Our analysis is limited to women with invasive (stages I–IV) cancers. Many cancers affecting women, particularly breast cancer, may be detected during screening and diagnosed before they reach stage I disease. These noninvasive cancers are not included in the analysis presented in this report, but are described in Table 3. Regional data on the underlying population of women Veterans were not available for a comparable time period, thus our descriptive analysis comparing the proportion of women Veterans living in each region with the proportion of women diagnosed with cancer in each region may underestimate the cancer population (cancer data from 2010, women Veterans population data from 2016).

Table 3.

In Situ Cancers by Site in Female Veteran Affairs Patients, 2010

Cancer site Frequency Percent
Gynecological system 124 44.29
 Cervix uteri 97 34.64
 Other 27 9.64
Breast 88 31.43
Other 68 24.29
Total 280  

This analysis builds upon an earlier report describing cancer among users of the VA healthcare system, including both men and women.1 At the time of that report, 2010 was the most currently internally validated VACCR data. For consistency with that work, we also use 2010 data in this article. While newer data are available, there is still a sizeable time lag in data availability. While more women are seeking VA healthcare, these women tend to be younger than when typically diagnosed with cancer. Thus, while over time we expect an increase in the number of women treated in the VA for cancer, the increase in cancers may be proportionally slower than the increase in women using services overall. Despite these limitations, our analysis has important implications for policy and practice.

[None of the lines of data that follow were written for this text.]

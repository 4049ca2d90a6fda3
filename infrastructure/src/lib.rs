//! Infrastructure layer for examforge
//!
//! This crate contains adapters that implement the ports defined
//! in the application layer, including configuration file loading.

pub mod config;
pub mod export;
pub mod providers;
pub mod schema_store;

// Re-export commonly used types
pub use config::{ConfigIssue, ConfigLoader, FileConfig, Severity};
pub use export::XlsxRecordExporter;
pub use providers::{DeepseekGateway, ProviderAdapter, ProviderKind, QwenGateway, RoutingGateway};
pub use schema_store::JsonSchemaStore;
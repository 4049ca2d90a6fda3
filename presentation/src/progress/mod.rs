//! Progress reporters

pub mod reporter;

pub use reporter::{SimpleProgress, SpinnerProgress};
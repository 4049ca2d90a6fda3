//! Structured record entity

use serde::Serialize;
use serde_json::{Map, Value};

/// One validated question in the field layout of its schema (Entity)
///
/// Immutable once produced by the validator — the exporter and the display
/// layer consume it as-is and perform no further validation.
#[derive(Debug, Clone, PartialEq, Serialize)]
pub struct StructuredRecord {
    values: Map<String, Value>,
}

impl StructuredRecord {
    /// Construct from already-validated values. Only the validator (and
    /// tests) should build records directly.
    pub fn from_values(values: Map<String, Value>) -> Self {
        Self { values }
    }

    /// Get a field value by name
    pub fn get(&self, field: &str) -> Option<&Value> {
        self.values.get(field)
    }

    /// All field values
    pub fn values(&self) -> &Map<String, Value> {
        &self.values
    }

    /// Consume into the underlying map
    pub fn into_values(self) -> Map<String, Value> {
        self.values
    }

    /// Render as pretty JSON for display
    pub fn to_pretty_json(&self) -> String {
        serde_json::to_string_pretty(&self.values).unwrap_or_else(|_| "{}".to_string())
    }
}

Implications for policy and practice

The increasing number of women receiving healthcare in the VA will likely translate to more women in the VA being diagnosed with cancer and needing treatment. We identified a small, yet clinically significant number of women seeking VA cancer care annually (i.e., ∼1,330 women in the year 2010). The small number of women diagnosed with cancer at any given VA facility, coupled with changes in national VA healthcare policy, results in the potential for women Veterans with cancer to receive fragmented care.

As the population of women receiving VA healthcare grows, there are potential healthcare policy implications. Women with cancer may benefit from cancer care coordinators that span both VA and non-VA services. There may be an increased need to engage not only primary care but also women's health services with the VA oncology community. This is important for cancer prevention and screening, as well as optimal survivorship care. As primary care has developed specialized clinical care models and designated providers dedicated to treating women, there may be a need to develop national or regional gender-specific cancer support programs to assist women Veterans throughout their cancer care journey. Understanding the number and types of cancers diagnosed among women Veterans is an important foundation to quantifying the problem and planning future cancer care delivery.

Conclusions

Understanding cancer incidence among women Veterans is important for healthcare resource planning. While cancer incidence among women using the VA healthcare system is similar to U.S. civilian women, the geographic dispersion and small incidence relative to male cancers raise challenges for high quality, well-coordinated cancer care within the VA.

Acknowledgments

Drs. Zullig and Goldstein are supported by VA Health Services Research and Development (HSR&D) Career Development Awards (CDA) CDA 13–025 and CDA 13–263, respectively. This work was supported by the Center of Innovation for Health Services Research in Primary Care (CIN 13–410) at the Durham VA Medical Center and the VA Cooperative Studies Epidemiology Center (CSP 602). We thank the VA cancer registrars and VACCR staff for their data collection and related efforts. We also thank Dr. Susan Frayne, Fay Saechao, and the Women's Health Evaluation Initiative (WHEI) for their support and provision of data.

Author Disclosure Statement

The views in this article are those of the authors and do not necessarily represent the views of the U.S. Department of Veterans Affairs or of Duke University. The authors have no conflicts of interest relevant to this work to disclose.